African Americans have an elevated risk for chronic kidney disease and kidney failure compared with European Americans. Studies have shown that much of this risk is due to genetic variations in a gene called apolipoprotein L1 (APOL1), which creates a protein that is a component of HDL, or good cholesterol. These variants arose tens of thousands of years ago in sub-Saharan Africa, and so are present in individuals who have recent sub-Saharan African ancestry. Approximately 5 million African Americans carry APOL1 risk variants; however, not all persons with such variants develop kidney disease.
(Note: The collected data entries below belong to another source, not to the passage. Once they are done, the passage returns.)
/// Recommendation resolution pipeline
///
/// Drives one synthesizer call and the catalog lookups it implies, then normalizes the raw
/// catalog records into the canonical [`Track`] list:
///
/// - phrase → one broad search, preview filter, unfiltered fallback, cap at [`MAX_TRACKS`]
/// - song list → ten concurrent exact lookups, placeholders for misses, keep linked tracks
///
/// The pipeline never retries; collaborator errors propagate unchanged.
use std::collections::HashSet;
use std::sync::Arc;

use crate::{
    error::{AppError, AppResult},
    models::{CatalogTrack, SongSuggestion, SongSuggestions, Track, TrackQuery, MAX_TRACKS},
    services::{catalog::CatalogClient, synthesis::Synthesizer},
};

/// How many raw tracks a phrase search asks the catalog for
pub const BROAD_SEARCH_LIMIT: usize = 20;

/// Synthesizer output that knows how to turn itself into tracks
#[async_trait::async_trait]
pub trait Resolvable: Send + Sized {
    async fn resolve(self, catalog: Arc<dyn CatalogClient>) -> AppResult<Vec<Track>>;
}

#[async_trait::async_trait]
impl Resolvable for TrackQuery {
    async fn resolve(self, catalog: Arc<dyn CatalogClient>) -> AppResult<Vec<Track>> {
        resolve_phrase(catalog.as_ref(), &self).await
    }
}

#[async_trait::async_trait]
impl Resolvable for SongSuggestions {
    async fn resolve(self, catalog: Arc<dyn CatalogClient>) -> AppResult<Vec<Track>> {
        resolve_suggestions(catalog, self).await
    }
}

/// Anything that can turn raw user text into a track list
#[async_trait::async_trait]
pub trait RecommendationSource: Send + Sync {
    async fn recommend(&self, raw_input: &str) -> AppResult<Vec<Track>>;
}

pub struct RecommendationPipeline<S> {
    synthesizer: S,
    catalog: Arc<dyn CatalogClient>,
}

impl<S: Synthesizer> RecommendationPipeline<S> {
    pub fn new(synthesizer: S, catalog: Arc<dyn CatalogClient>) -> Self {
        Self {
            synthesizer,
            catalog,
        }
    }
}

#[async_trait::async_trait]
impl<S> RecommendationSource for RecommendationPipeline<S>
where
    S: Synthesizer,
    S::Output: Resolvable,
{
    async fn recommend(&self, raw_input: &str) -> AppResult<Vec<Track>> {
        let plan = self.synthesizer.produce(raw_input).await?;
        let tracks = plan.resolve(self.catalog.clone()).await?;

        tracing::info!(
            strategy = self.synthesizer.name(),
            tracks = tracks.len(),
            "Recommendations resolved"
        );

        Ok(tracks)
    }
}

/// Resolves a search phrase into at most [`MAX_TRACKS`] tracks
///
/// Tracks with a preview are preferred. When none of them has one, the first raw results are
/// returned unfiltered instead of nothing.
pub async fn resolve_phrase(catalog: &dyn CatalogClient, query: &TrackQuery) -> AppResult<Vec<Track>> {
    let raw = catalog.search_broad(query.as_str(), BROAD_SEARCH_LIMIT).await?;
    let raw = dedup_by_id(raw, |track: &CatalogTrack| track.id.as_str());

    if raw.is_empty() {
        tracing::info!(query = %query, "No catalog matches for phrase");
        return Ok(Vec::new());
    }

    let tracks: Vec<Track> = raw.into_iter().map(Track::from).collect();
    let playable: Vec<Track> = tracks
        .iter()
        .filter(|track| track.has_preview())
        .take(MAX_TRACKS)
        .cloned()
        .collect();

    if playable.is_empty() {
        tracing::warn!(
            query = %query,
            raw_count = tracks.len(),
            "No tracks with previews, falling back to unfiltered results"
        );
        return Ok(tracks.into_iter().take(MAX_TRACKS).collect());
    }

    Ok(playable)
}

/// Resolves song suggestions with one concurrent exact lookup each
///
/// All lookups are joined before anything is returned. A miss degrades to a placeholder, and
/// placeholders are then dropped along with every other track that has no catalog link, so the
/// result keeps suggestion order with the misses removed.
pub async fn resolve_suggestions(
    catalog: Arc<dyn CatalogClient>,
    suggestions: SongSuggestions,
) -> AppResult<Vec<Track>> {
    let tasks: Vec<_> = suggestions
        .0
        .into_iter()
        .map(|suggestion| {
            let catalog = catalog.clone();
            tokio::spawn(async move { resolve_suggestion(catalog.as_ref(), suggestion).await })
        })
        .collect();

    let mut slots = Vec::with_capacity(tasks.len());
    let mut first_error = None;

    for task in tasks {
        match task.await {
            Ok(Ok(track)) => slots.push(track),
            Ok(Err(e)) => {
                tracing::error!(error = %e, "Exact track lookup failed");
                if first_error.is_none() {
                    first_error = Some(e);
                }
            }
            Err(e) => {
                tracing::error!(error = %e, "Task join error");
                if first_error.is_none() {
                    first_error = Some(AppError::Internal(e.to_string()));
                }
            }
        }
    }

    if let Some(e) = first_error {
        return Err(e);
    }

    let suggested = slots.len();
    let linked = slots.into_iter().filter(Track::is_linked);
    let mut tracks = dedup_by_id(linked, |track: &Track| track.id.as_str());
    tracks.truncate(MAX_TRACKS);

    tracing::debug!(
        suggested,
        matched = tracks.len(),
        "Discarded unmatched suggestions"
    );

    Ok(tracks)
}

async fn resolve_suggestion(catalog: &dyn CatalogClient, suggestion: SongSuggestion) -> AppResult<Track> {
    let track = match catalog
        .search_exact(&suggestion.title, &suggestion.artist)
        .await?
    {
        Some(found) => Track::from(found),
        None => Track::placeholder(&suggestion.title, &suggestion.artist),
    };

    Ok(track)
}

/// Keeps the first occurrence of every id, preserving order
fn dedup_by_id<T, I, F>(items: I, id: F) -> Vec<T>
where
    I: IntoIterator<Item = T>,
    F: Fn(&T) -> &str,
{
    let mut seen = HashSet::new();
    items
        .into_iter()
        .filter(|item| seen.insert(id(item).to_string()))
        .collect()
}

#[cfg(test)]
mod tests {
    use super::*;
    use crate::services::catalog::MockCatalogClient;
    use crate::services::synthesis::model::MockGenerativeModel;
    use crate::services::synthesis::{PhraseSynthesizer, SongListSynthesizer};
    use serde_json::json;

    fn raw_track(index: usize, with_preview: bool) -> CatalogTrack {
        CatalogTrack {
            id: format!("track-{}", index),
            name: format!("Song {}", index),
            artist: Some(format!("Artist {}", index)),
            album: format!("Album {}", index),
            external_url: format!("https://open.spotify.com/track/track-{}", index),
            image_url: Some(format!("https://i.scdn.co/image/{}", index)),
            duration_ms: 180_000 + index as u64 * 1_000,
            preview_url: with_preview.then(|| format!("https://p.scdn.co/mp3-preview/{}", index)),
        }
    }

    fn catalog_with_broad_results(results: Vec<CatalogTrack>) -> MockCatalogClient {
        let mut catalog = MockCatalogClient::new();
        catalog
            .expect_search_broad()
            .withf(|query, limit| query == "lo-fi beats" && *limit == BROAD_SEARCH_LIMIT)
            .times(1)
            .returning(move |_, _| Ok(results.clone()));
        catalog
    }

    fn query() -> TrackQuery {
        TrackQuery::new("lo-fi beats").unwrap()
    }

    fn suggestions() -> SongSuggestions {
        SongSuggestions(
            (1..=10)
                .map(|i| SongSuggestion::new(format!("Song {}", i), format!("Artist {}", i)))
                .collect(),
        )
    }

    fn ids(tracks: &[Track]) -> Vec<&str> {
        tracks.iter().map(|track| track.id.as_str()).collect()
    }

    #[tokio::test]
    async fn test_phrase_keeps_only_tracks_with_previews() {
        let raw: Vec<CatalogTrack> = (0..20)
            .map(|i| raw_track(i, matches!(i, 2 | 7 | 15)))
            .collect();
        let catalog = catalog_with_broad_results(raw);

        let tracks = resolve_phrase(&catalog, &query()).await.unwrap();

        assert_eq!(ids(&tracks), vec!["track-2", "track-7", "track-15"]);
        assert!(tracks.iter().all(Track::has_preview));
    }

    #[tokio::test]
    async fn test_phrase_falls_back_when_no_previews() {
        let raw: Vec<CatalogTrack> = (0..5).map(|i| raw_track(i, false)).collect();
        let catalog = catalog_with_broad_results(raw);

        let tracks = resolve_phrase(&catalog, &query()).await.unwrap();

        assert_eq!(
            ids(&tracks),
            vec!["track-0", "track-1", "track-2", "track-3", "track-4"]
        );
        assert!(tracks.iter().all(|track| track.preview_url.is_none()));
    }

    #[tokio::test]
    async fn test_phrase_fallback_capped_at_ten() {
        let raw: Vec<CatalogTrack> = (0..20).map(|i| raw_track(i, false)).collect();
        let catalog = catalog_with_broad_results(raw);

        let tracks = resolve_phrase(&catalog, &query()).await.unwrap();

        assert_eq!(tracks.len(), MAX_TRACKS);
        assert_eq!(tracks[0].id, "track-0");
        assert_eq!(tracks[9].id, "track-9");
    }

    #[tokio::test]
    async fn test_phrase_truncates_to_ten_in_relevance_order() {
        let raw: Vec<CatalogTrack> = (0..20).map(|i| raw_track(i, i % 4 != 0)).collect();
        let catalog = catalog_with_broad_results(raw);

        let tracks = resolve_phrase(&catalog, &query()).await.unwrap();

        assert_eq!(
            ids(&tracks),
            vec![
                "track-1", "track-2", "track-3", "track-5", "track-6", "track-7", "track-9",
                "track-10", "track-11", "track-13"
            ]
        );
    }

    #[tokio::test]
    async fn test_phrase_no_matches_is_empty() {
        let catalog = catalog_with_broad_results(Vec::new());
        let tracks = resolve_phrase(&catalog, &query()).await.unwrap();
        assert!(tracks.is_empty());
    }

    #[tokio::test]
    async fn test_phrase_drops_duplicate_ids() {
        let raw = vec![
            raw_track(1, true),
            raw_track(2, true),
            raw_track(1, true),
            raw_track(3, false),
        ];
        let catalog = catalog_with_broad_results(raw);

        let tracks = resolve_phrase(&catalog, &query()).await.unwrap();

        assert_eq!(ids(&tracks), vec!["track-1", "track-2"]);
    }

    #[tokio::test]
    async fn test_phrase_search_error_propagates() {
        let mut catalog = MockCatalogClient::new();
        catalog
            .expect_search_broad()
            .times(1)
            .returning(|_, _| Err(AppError::ExternalApi("status 503".to_string())));

        let result = resolve_phrase(&catalog, &query()).await;
        assert!(matches!(result, Err(AppError::ExternalApi(_))));
    }

    #[tokio::test]
    async fn test_suggestions_keep_matches_in_order() {
        let mut catalog = MockCatalogClient::new();
        catalog
            .expect_search_exact()
            .times(10)
            .returning(|title, _| match title {
                "Song 1" => Ok(Some(raw_track(1, true))),
                "Song 3" => Ok(Some(raw_track(3, false))),
                "Song 5" => Ok(Some(raw_track(5, true))),
                _ => Ok(None),
            });

        let tracks = resolve_suggestions(Arc::new(catalog), suggestions())
            .await
            .unwrap();

        assert_eq!(ids(&tracks), vec!["track-1", "track-3", "track-5"]);
        assert!(tracks.iter().all(Track::is_linked));
    }

    #[tokio::test]
    async fn test_suggestions_all_missed_is_empty() {
        let mut catalog = MockCatalogClient::new();
        catalog
            .expect_search_exact()
            .times(10)
            .returning(|_, _| Ok(None));

        let tracks = resolve_suggestions(Arc::new(catalog), suggestions())
            .await
            .unwrap();

        assert!(tracks.is_empty());
    }

    #[tokio::test]
    async fn test_suggestions_lookup_error_propagates() {
        let mut catalog = MockCatalogClient::new();
        catalog
            .expect_search_exact()
            .times(10)
            .returning(|title, _| {
                if title == "Song 4" {
                    Err(AppError::Auth("Spotify rejected the access token".to_string()))
                } else {
                    Ok(Some(raw_track(0, true)))
                }
            });

        let result = resolve_suggestions(Arc::new(catalog), suggestions()).await;
        assert!(matches!(result, Err(AppError::Auth(_))));
    }

    #[tokio::test]
    async fn test_suggestions_duplicate_matches_collapsed() {
        let mut catalog = MockCatalogClient::new();
        catalog
            .expect_search_exact()
            .times(10)
            .returning(|_, _| Ok(Some(raw_track(7, true))));

        let tracks = resolve_suggestions(Arc::new(catalog), suggestions())
            .await
            .unwrap();

        assert_eq!(ids(&tracks), vec!["track-7"]);
    }

    #[tokio::test]
    async fn test_phrase_pipeline_end_to_end() {
        let mut model = MockGenerativeModel::new();
        model
            .expect_generate_json()
            .times(1)
            .returning(|_| Ok(json!({ "query": "lo-fi beats" })));
        let catalog = catalog_with_broad_results((0..4).map(|i| raw_track(i, true)).collect());

        let pipeline =
            RecommendationPipeline::new(PhraseSynthesizer::new(Arc::new(model)), Arc::new(catalog));
        let tracks = pipeline.recommend("rainy day").await.unwrap();

        assert_eq!(tracks.len(), 4);
        assert_eq!(tracks[0].duration, "3:00");
    }

    #[tokio::test]
    async fn test_song_list_pipeline_end_to_end() {
        let mut model = MockGenerativeModel::new();
        model.expect_generate_json().times(1).returning(|_| {
            let songs: Vec<_> = (1..=10)
                .map(|i| json!({ "name": format!("Song {}", i), "artist": format!("Artist {}", i) }))
                .collect();
            Ok(json!({ "songs": songs }))
        });
        let mut catalog = MockCatalogClient::new();
        catalog
            .expect_search_exact()
            .times(10)
            .returning(|title, _| match title {
                "Song 2" => Ok(Some(raw_track(2, true))),
                _ => Ok(None),
            });

        let pipeline =
            RecommendationPipeline::new(SongListSynthesizer::new(Arc::new(model)), Arc::new(catalog));
        let tracks = pipeline.recommend("NIKI").await.unwrap();

        assert_eq!(ids(&tracks), vec!["track-2"]);
    }

    #[tokio::test]
    async fn test_synthesis_failure_skips_catalog() {
        let mut model = MockGenerativeModel::new();
        model
            .expect_generate_json()
            .times(1)
            .returning(|_| Ok(json!({ "query": "   " })));
        let mut catalog = MockCatalogClient::new();
        catalog.expect_search_broad().times(0);

        let pipeline =
            RecommendationPipeline::new(PhraseSynthesizer::new(Arc::new(model)), Arc::new(catalog));
        let result = pipeline.recommend("rainy day").await;

        assert!(matches!(result, Err(AppError::Synthesis(_))));
    }
}
/// Catalog access-token lifecycle
///
/// One `CatalogSession` is built per process and shared by reference. The cached token is
/// guarded by an async mutex that stays locked for the whole refresh, so requests arriving while
/// the token is expired wait for the single in-flight grant instead of starting their own.
use chrono::{DateTime, TimeDelta, Utc};
use reqwest::Client as HttpClient;
use serde::Deserialize;
use tokio::sync::Mutex;

use crate::error::{AppError, AppResult};

/// Tokens are treated as expired this long before the provider says they are
const EXPIRY_MARGIN_SECS: i64 = 300;

/// Body of a successful client-credentials grant
#[derive(Debug, Clone, Deserialize)]
pub struct TokenGrant {
    pub access_token: String,
    pub expires_in: i64,
}

#[derive(Debug, Clone, PartialEq)]
pub struct AccessToken {
    pub value: String,
    pub expires_at: DateTime<Utc>,
}

impl AccessToken {
    pub fn from_grant(grant: TokenGrant, issued_at: DateTime<Utc>) -> Self {
        Self {
            value: grant.access_token,
            expires_at: issued_at + TimeDelta::seconds(grant.expires_in - EXPIRY_MARGIN_SECS),
        }
    }

    pub fn is_valid_at(&self, now: DateTime<Utc>) -> bool {
        now < self.expires_at
    }
}

/// A single credential exchange with the catalog's token endpoint
#[cfg_attr(test, mockall::automock)]
#[async_trait::async_trait]
pub trait CredentialGrant: Send + Sync {
    async fn request_token(&self) -> AppResult<TokenGrant>;
}

/// OAuth2 client-credentials grant against the Spotify accounts service
pub struct ClientCredentialsGrant {
    http_client: HttpClient,
    token_url: String,
    client_id: String,
    client_secret: String,
}

impl ClientCredentialsGrant {
    pub fn new(
        http_client: HttpClient,
        accounts_url: &str,
        client_id: String,
        client_secret: String,
    ) -> Self {
        Self {
            http_client,
            token_url: format!("{}/api/token", accounts_url.trim_end_matches('/')),
            client_id,
            client_secret,
        }
    }
}

#[async_trait::async_trait]
impl CredentialGrant for ClientCredentialsGrant {
    async fn request_token(&self) -> AppResult<TokenGrant> {
        let response = self
            .http_client
            .post(&self.token_url)
            .basic_auth(&self.client_id, Some(&self.client_secret))
            .form(&[("grant_type", "client_credentials")])
            .send()
            .await
            .map_err(|e| AppError::Auth(format!("Token request failed: {}", e)))?;

        if !response.status().is_success() {
            let status = response.status();
            let body = response.text().await.unwrap_or_default();
            return Err(AppError::Auth(format!(
                "Token endpoint returned status {}: {}",
                status, body
            )));
        }

        response
            .json::<TokenGrant>()
            .await
            .map_err(|e| AppError::Auth(format!("Unreadable token response: {}", e)))
    }
}

pub struct CatalogSession {
    grant: Box<dyn CredentialGrant>,
    token: Mutex<Option<AccessToken>>,
}

impl CatalogSession {
    pub fn new(grant: impl CredentialGrant + 'static) -> Self {
        Self {
            grant: Box::new(grant),
            token: Mutex::new(None),
        }
    }

    /// Returns a bearer token, requesting a new one only when the cached token has expired
    ///
    /// Grant failures are not retried.
    pub async fn authenticate(&self) -> AppResult<String> {
        let mut cached = self.token.lock().await;

        if let Some(token) = cached.as_ref().filter(|t| t.is_valid_at(Utc::now())) {
            return Ok(token.value.clone());
        }

        let grant = self.grant.request_token().await.map_err(|e| {
            tracing::error!(error = %e, "Catalog credential grant failed");
            e
        })?;

        let token = AccessToken::from_grant(grant, Utc::now());
        tracing::info!(expires_at = %token.expires_at, "Catalog access token refreshed");

        let value = token.value.clone();
        *cached = Some(token);
        Ok(value)
    }
}
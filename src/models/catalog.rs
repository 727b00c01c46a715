use serde::Deserialize;

/// Raw track record returned by the catalog client
///
/// Immutable once returned; the resolution pipeline derives a [`Track`](super::Track) from it.
#[derive(Debug, Clone, PartialEq)]
pub struct CatalogTrack {
    pub id: String,
    pub name: String,
    /// Primary (first listed) artist, if the catalog reports any
    pub artist: Option<String>,
    pub album: String,
    pub external_url: String,
    /// Largest available cover image
    pub image_url: Option<String>,
    pub duration_ms: u64,
    /// 30-second preview clip, not available for every track
    pub preview_url: Option<String>,
}

// ============================================================================
// Spotify Web API Types
// ============================================================================

/// API response from GET /v1/search?type=track
#[derive(Debug, Clone, Deserialize)]
pub struct ApiSearchResponse {
    #[serde(default)]
    pub tracks: Option<ApiTrackPage>,
}

impl ApiSearchResponse {
    /// Consumes the response, yielding the track items in provider relevance order
    ///
    /// `null` entries in the page are skipped.
    pub fn into_tracks(self) -> Vec<ApiTrack> {
        self.tracks
            .map(|page| page.items.into_iter().flatten().collect())
            .unwrap_or_default()
    }
}

#[derive(Debug, Clone, Deserialize)]
pub struct ApiTrackPage {
    #[serde(default)]
    pub items: Vec<Option<ApiTrack>>,
}

#[derive(Debug, Clone, Deserialize)]
pub struct ApiTrack {
    pub id: String,
    pub name: String,
    #[serde(default)]
    pub artists: Vec<ApiArtist>,
    pub album: ApiAlbum,
    #[serde(default)]
    pub external_urls: ApiExternalUrls,
    pub duration_ms: u64,
    #[serde(default)]
    pub preview_url: Option<String>,
}

#[derive(Debug, Clone, Deserialize)]
pub struct ApiArtist {
    pub name: String,
}

#[derive(Debug, Clone, Deserialize)]
pub struct ApiAlbum {
    pub name: String,
    #[serde(default)]
    pub images: Vec<ApiImage>,
}

#[derive(Debug, Clone, Deserialize)]
pub struct ApiImage {
    pub url: String,
    #[serde(default)]
    pub width: Option<u32>,
}

#[derive(Debug, Clone, Default, Deserialize)]
pub struct ApiExternalUrls {
    #[serde(default)]
    pub spotify: Option<String>,
}

impl ApiAlbum {
    /// Widest cover image; the first listed image wins when widths are missing or tied
    fn largest_image(&self) -> Option<&ApiImage> {
        self.images
            .iter()
            .enumerate()
            .max_by_key(|(index, image)| (image.width.unwrap_or(0), std::cmp::Reverse(*index)))
            .map(|(_, image)| image)
    }
}

impl From<ApiTrack> for CatalogTrack {
    fn from(track: ApiTrack) -> Self {
        let image_url = track.album.largest_image().map(|image| image.url.clone());

        CatalogTrack {
            id: track.id,
            name: track.name,
            artist: track.artists.into_iter().next().map(|artist| artist.name),
            album: track.album.name,
            external_url: track.external_urls.spotify.unwrap_or_default(),
            image_url,
            duration_ms: track.duration_ms,
            preview_url: track.preview_url,
        }
    }
}
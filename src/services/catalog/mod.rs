/// Music catalog abstraction
///
/// The resolution pipeline only ever talks to the catalog through [`CatalogClient`], so the
/// Spotify implementation can be swapped for a mock in tests.
use crate::{error::AppResult, models::CatalogTrack};

pub mod session;
pub mod spotify;

pub use session::{AccessToken, CatalogSession, ClientCredentialsGrant, CredentialGrant};
pub use spotify::SpotifyCatalog;

/// Trait for catalog search providers
///
/// Both operations authenticate first. Finding nothing is a normal outcome and never an error;
/// only auth and transport failures are reported as `Err`.
#[cfg_attr(test, mockall::automock)]
#[async_trait::async_trait]
pub trait CatalogClient: Send + Sync {
    /// Fuzzy multi-result search
    ///
    /// Returns up to `limit` tracks ordered by provider relevance.
    async fn search_broad(&self, query: &str, limit: usize) -> AppResult<Vec<CatalogTrack>>;

    /// Field-scoped `track:<title> artist:<artist>` lookup returning the top hit, if any
    async fn search_exact(&self, title: &str, artist: &str) -> AppResult<Option<CatalogTrack>>;

    /// Provider name for logging and debugging
    fn name(&self) -> &'static str;
}

/// Builds the field-scoped query used for exact lookups
pub fn exact_query(title: &str, artist: &str) -> String {
    format!("track:{} artist:{}", title, artist)
}
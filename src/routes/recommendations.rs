use axum::{
    extract::{rejection::JsonRejection, State},
    Extension, Json,
};
use serde::Deserialize;
use serde_json::Value;
use std::sync::Arc;

use crate::{middleware::RequestId, models::RecommendationResult, routes::AppState};

/// Body of a recommendation request
///
/// `prompt` is left untyped so a non-string value is treated like a missing prompt.
#[derive(Debug, Deserialize)]
pub struct RecommendationRequest {
    #[serde(default)]
    pub prompt: Option<Value>,
}

/// Handler for recommendations endpoint
///
/// Always answers 200; failures are reported in the envelope's `error` field. A body that is
/// not a JSON object counts as a missing prompt.
pub async fn recommend(
    State(state): State<Arc<AppState>>,
    Extension(request_id): Extension<RequestId>,
    body: Result<Json<RecommendationRequest>, JsonRejection>,
) -> Json<RecommendationResult> {
    let request = match body {
        Ok(Json(request)) => Some(request),
        Err(rejection) => {
            tracing::info!(
                request_id = %request_id,
                rejection = %rejection.body_text(),
                "Unreadable recommendation request body"
            );
            None
        }
    };
    let prompt = request
        .as_ref()
        .and_then(|request| request.prompt.as_ref())
        .and_then(Value::as_str);

    tracing::info!(
        request_id = %request_id,
        prompt_chars = ?prompt.map(|p| p.chars().count()),
        "Processing recommendation request"
    );

    let result = state.recommendations.resolve(prompt).await;

    tracing::info!(
        request_id = %request_id,
        tracks = result.tracks.len(),
        failed = result.error.is_some(),
        "Recommendation request completed"
    );

    Json(result)
}
use serde::{Deserialize, Serialize};
use std::fmt::Display;

/// Short free-text catalog search phrase produced by the phrase synthesizer
#[derive(Debug, Clone, PartialEq, Eq)]
pub struct TrackQuery(String);

impl TrackQuery {
    /// Wraps a phrase, rejecting blank input
    pub fn new(phrase: impl Into<String>) -> Option<Self> {
        let phrase = phrase.into();
        let trimmed = phrase.trim();
        if trimmed.is_empty() {
            None
        } else {
            Some(Self(trimmed.to_string()))
        }
    }

    pub fn as_str(&self) -> &str {
        &self.0
    }
}

impl Display for TrackQuery {
    fn fmt(&self, f: &mut std::fmt::Formatter<'_>) -> std::fmt::Result {
        write!(f, "{}", self.0)
    }
}

/// A single {title, artist} pair suggested by the song-list synthesizer
#[derive(Debug, Clone, PartialEq, Eq, Serialize, Deserialize)]
pub struct SongSuggestion {
    #[serde(rename = "name")]
    pub title: String,
    pub artist: String,
}

impl SongSuggestion {
    pub fn new(title: impl Into<String>, artist: impl Into<String>) -> Self {
        Self {
            title: title.into(),
            artist: artist.into(),
        }
    }
}

/// Ordered list of suggestions; order is preserved through resolution
#[derive(Debug, Clone, PartialEq, Eq)]
pub struct SongSuggestions(pub Vec<SongSuggestion>);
To getter a better sense of how APOL1 genetic risk variants affect kidney disease and other aspects of health over the long term, Morgan Grams, MD PhD (Johns Hopkins University) and her colleagues evaluated the prognosis and APOL1 status of participants in the Atherosclerosis Risk in Communities (ARIC) study. Among 15,140 ARIC participants followed from 1987-1989 to 2011-2013, 75.3% were white, 21.5% were black/APOL1 low-risk, and 3.2% were black/APOL1 high-risk. "Our study is a population-based cohort following participants over 25 years and thus well suited at assessing a fairly comprehensive set of outcomes among people with the high-risk genotype," said Dr. Grams.
In analyses that adjusted for differences in demographics, blacks had a higher risk for all assessed adverse health events: acute kidney injury, kidney failure, hypertension, diabetes, cardiovascular disease, hospitalization, and death; however, in analyses that also adjusted for comorbid conditions and socioeconomic status, blacks had a higher risk for hypertension, diabetes, and kidney failure only. When considering only blacks, the APOL1 high-risk variants were linked with a higher risk of kidney failure, but there was high variability in kidney function decline among those with and without the variants.
"We found great variability in kidney function trajectory, such that most African Americans with the high-risk genotype experienced similar decline as African Americans with the low-risk genotype," said Dr. Grams. "We did find pervasive racial disparities in adverse health outcomes not explained by the APOL1 risk variants, which suggests that interventions to improve health and health outcomes in African Americans are needed."